→ Exercise aim: Below is a listing. Quote from it, exactly, the lines from the one containing "per-flight-number average durations" down to the one containing "both as live", both ends included, and nothing else.

→ Data supplied:
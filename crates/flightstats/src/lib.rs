//! `flightstats` - Flight records and per-flight-number average durations
//!
//! This library stores flight legs in a local `SQLite` database, derives the
//! average actual duration of each flight number, and exposes both as live
//! views that update after every write. A synthetic data generator seeds new
//! databases and appends a day of flights when the refresh job runs.

#![warn(missing_docs)]
#![warn(missing_debug_implementations)]
#![deny(unsafe_code)]

pub mod cli;
pub mod config;
pub mod error;
pub mod flight;
pub mod generator;
pub mod live;
pub mod logging;
pub mod report;
pub mod repository;
pub mod storage;

pub use config::Config;
pub use error::{Error, Result};
pub use flight::{FlightAverage, FlightRecord};
pub use generator::{JobOutcome, RefreshJob};
pub use live::LiveView;
pub use logging::init_logging;
pub use repository::FlightRepository;
pub use storage::{Storage, StorageStats, StoreChange};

→ Response below:
//! `flightstats` - Flight records and per-flight-number average durations
//!
//! This library stores flight legs in a local `SQLite` database, derives the
//! average actual duration of each flight number, and exposes both as live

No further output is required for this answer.